Pets, people and things like sharks repeat behaviors they are rewarded for.
Period.
And in case you have read, heard of, or are yourself one of the “I would never ever use food to train a horse” people. Here’s the problem.
If you feed them, and you probably do……
You’re using food to train your horse.
And that’s where this whole “clicker training” aka “reward based reinforcement” concept gets tricky.
That’s my zorse Z.J. who was my claim to fame before I started writing the BadEventer Tales.
OK, back to the topic……….
Imagine your typical busy stable full of horses.
6:45AM rolls around and someone turns on the lights. The horses start moving and stomping around as their breakfast is prepared. A few horses start kicking their stall doors. Others might reach around and bite the latches. If they can see each other there are some pinned ears and mock tussles as they glare at each other through the stall windows.
Sounds familiar right?
Next your trusty and efficient barn helper marches down the aisle with buckets of feed and gives each horse their specially prepared breakfast. Maybe the horse is pawing the door, maybe they are a little pushy and have to be shooed away to get to their bucket. Some of them have their ears pinned for the duration.
So back to why this whole thing “really works”….pets and people repeat behaviors they are rewarded for.
While breakfast was being served…. every horse in the barn just got “rewarded” for whatever they happened to be doing when their breakfast got dumped in front of them.
That behavior may or may not be something you really want them to repeat.
And this is all pretty innocuous UNTIL……… Suzy Q learns about clicker training from a 2 minute YouTube video and decides to give it a try with Mr. I-kick-my-stall-door-the-hardest at feeding time.
Suzy learns just enough about RBR to show up at the stable armed with a baggie full of treats…….
and she starts asking Mr. Stall Kicker to touch something, or bow, or stand at the mounting block.
As she feeds him treats and asks him to try new things he starts offering ALL of the behaviors that he knows…… that happen to get rewarded.

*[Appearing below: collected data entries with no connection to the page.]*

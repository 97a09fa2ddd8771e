// SPDX-License-Identifier: BUSL-1.1
// Copyright (c) 2026 Alfred Jean LLC

//! Map→Reduce jobs end to end: sharding, fan-out, merge.

use cc_core::{JobState, TaskKind, TaskState};
use cc_worker::runtime::FakeBehavior;

use crate::harness::Cluster;

#[tokio::test]
async fn distributed_sort_across_four_shards() {
    let cluster = Cluster::start().await;
    let job_id =
        cluster.submit_sort(&["delta", "alpha", "charlie", "bravo", "echo"], 4).await;

    let _worker = cluster.spawn_worker("w1", FakeBehavior::Run);

    let detail = cluster.wait_for_state(job_id, JobState::Succeeded).await;
    assert_eq!(detail.final_output_name.as_deref(), Some("final.txt"));

    let maps: Vec<_> = detail.tasks.iter().filter(|t| t.kind == TaskKind::Map).collect();
    assert_eq!(maps.len(), 4);
    assert!(maps.iter().all(|t| t.state == TaskState::Succeeded));
    assert_eq!(detail.tasks.iter().filter(|t| t.kind == TaskKind::Reduce).count(), 1);

    let merged = cluster.download(job_id, "final.txt").await;
    assert_eq!(merged, b"alpha\nbravo\ncharlie\ndelta\necho\n");
}

#[tokio::test]
async fn one_shard_map_reduce_still_runs_both_stages() {
    let cluster = Cluster::start().await;
    let job_id = cluster.submit_sort(&["bravo", "alpha"], 1).await;

    let _worker = cluster.spawn_worker("w1", FakeBehavior::Run);

    let detail = cluster.wait_for_state(job_id, JobState::Succeeded).await;
    assert_eq!(detail.tasks.len(), 2);
    assert_eq!(detail.tasks.iter().filter(|t| t.kind == TaskKind::Map).count(), 1);
    assert_eq!(detail.tasks.iter().filter(|t| t.kind == TaskKind::Reduce).count(), 1);

    assert_eq!(cluster.download(job_id, "final.txt").await, b"alpha\nbravo\n");
}

#[tokio::test]
async fn surplus_shards_run_empty_and_still_reduce() {
    let cluster = Cluster::start().await;
    // One line, four shards: three map tasks see empty inputs
    let job_id = cluster.submit_sort(&["solo"], 4).await;

    let _worker = cluster.spawn_worker("w1", FakeBehavior::Run);

    let detail = cluster.wait_for_state(job_id, JobState::Succeeded).await;
    assert_eq!(detail.tasks.iter().filter(|t| t.kind == TaskKind::Map).count(), 4);

    assert_eq!(cluster.download(job_id, "final.txt").await, b"solo\n");
}

#[tokio::test]
async fn duplicate_lines_survive_the_merge() {
    let cluster = Cluster::start().await;
    let job_id =
        cluster.submit_sort(&["bravo", "alpha", "bravo", "alpha", "bravo"], 3).await;

    let _worker = cluster.spawn_worker("w1", FakeBehavior::Run);

    cluster.wait_for_state(job_id, JobState::Succeeded).await;
    assert_eq!(
        cluster.download(job_id, "final.txt").await,
        b"alpha\nalpha\nbravo\nbravo\nbravo\n"
    );
}

#[tokio::test]
async fn map_outputs_are_distinct_artifacts() {
    let cluster = Cluster::start().await;
    let job_id = cluster.submit_sort(&["d", "c", "b", "a"], 2).await;

    let _worker = cluster.spawn_worker("w1", FakeBehavior::Run);
    cluster.wait_for_state(job_id, JobState::Succeeded).await;

    // Each map shard produced its own sorted artifact
    let first = cluster.download(job_id, "map-0000-sorted.txt").await;
    let second = cluster.download(job_id, "map-0001-sorted.txt").await;
    assert!(!first.is_empty());
    assert!(!second.is_empty());

    let mut lines: Vec<u8> = Vec::new();
    lines.extend_from_slice(&first);
    lines.extend_from_slice(&second);
    let mut all: Vec<&[u8]> = lines.split(|b| *b == b'\n').filter(|l| !l.is_empty()).collect();
    all.sort();
    assert_eq!(all, vec![b"a".as_slice(), b"b".as_slice(), b"c".as_slice(), b"d".as_slice()]);
}
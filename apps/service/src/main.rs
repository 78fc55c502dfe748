mod alerting;
mod config;
mod database;
mod monitoring;
mod orchestrator;
mod pool;
mod validation;

use std::path::PathBuf;

use anyhow::{Context, Result};
use clap::Parser;
use tokio::sync::watch;
use tracing::info;

use config::Config;
use orchestrator::Orchestrator;
use pool::LibsqlManager;

/// Background endpoint monitor with e-mail alerting.
#[derive(Debug, Parser)]
#[command(name = "lookout", version, about)]
struct Cli {
    /// Path of the TOML configuration file.
    #[arg(short, long)]
    config: Option<PathBuf>,

    /// Override the database path from the configuration file.
    #[arg(long)]
    database: Option<PathBuf>,
}

#[tokio::main]
async fn main() -> Result<()> {
    logger::init_tracing();

    let cli = Cli::parse();
    let mut config =
        Config::from_config(cli.config.as_deref()).context("failed to load configuration")?;
    if let Some(path) = cli.database {
        config.database.path = path;
    }

    info!("opening database at {}", config.database.path.display());
    let database = libsql::Builder::new_local(&config.database.path).build().await?;
    let pool = deadpool::managed::Pool::builder(LibsqlManager::new(database))
        .build()
        .context("failed to build connection pool")?;

    let (shutdown_tx, shutdown_rx) = watch::channel(false);
    tokio::spawn(async move {
        if tokio::signal::ctrl_c().await.is_ok() {
            info!("received ctrl-c, shutting down after the current tick");
            let _ = shutdown_tx.send(true);
        }
    });

    Orchestrator::start(config, pool, shutdown_rx).await
}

And guess what he does the most often, that gets rewarded & reinforced, every…..single……day…… stall door kicking. So while Suzy is trying to teach him something like touching a road cone, he offers his favorite “go to” behavior and strongly kicks out with his front foot, accidentally catching Suzy Q in the shin with his giant steel shoe.
And……… Suzy Q, and her trainer, and her friends all become adamant “treats are bad” converts.
Yep, reward based reinforcement works.
The problem is it works REALLY well. And like many other training tools, it’s one that without enough knowledge & timing…….. can have some unintended consequences.
And THAT is the truth about clicker training.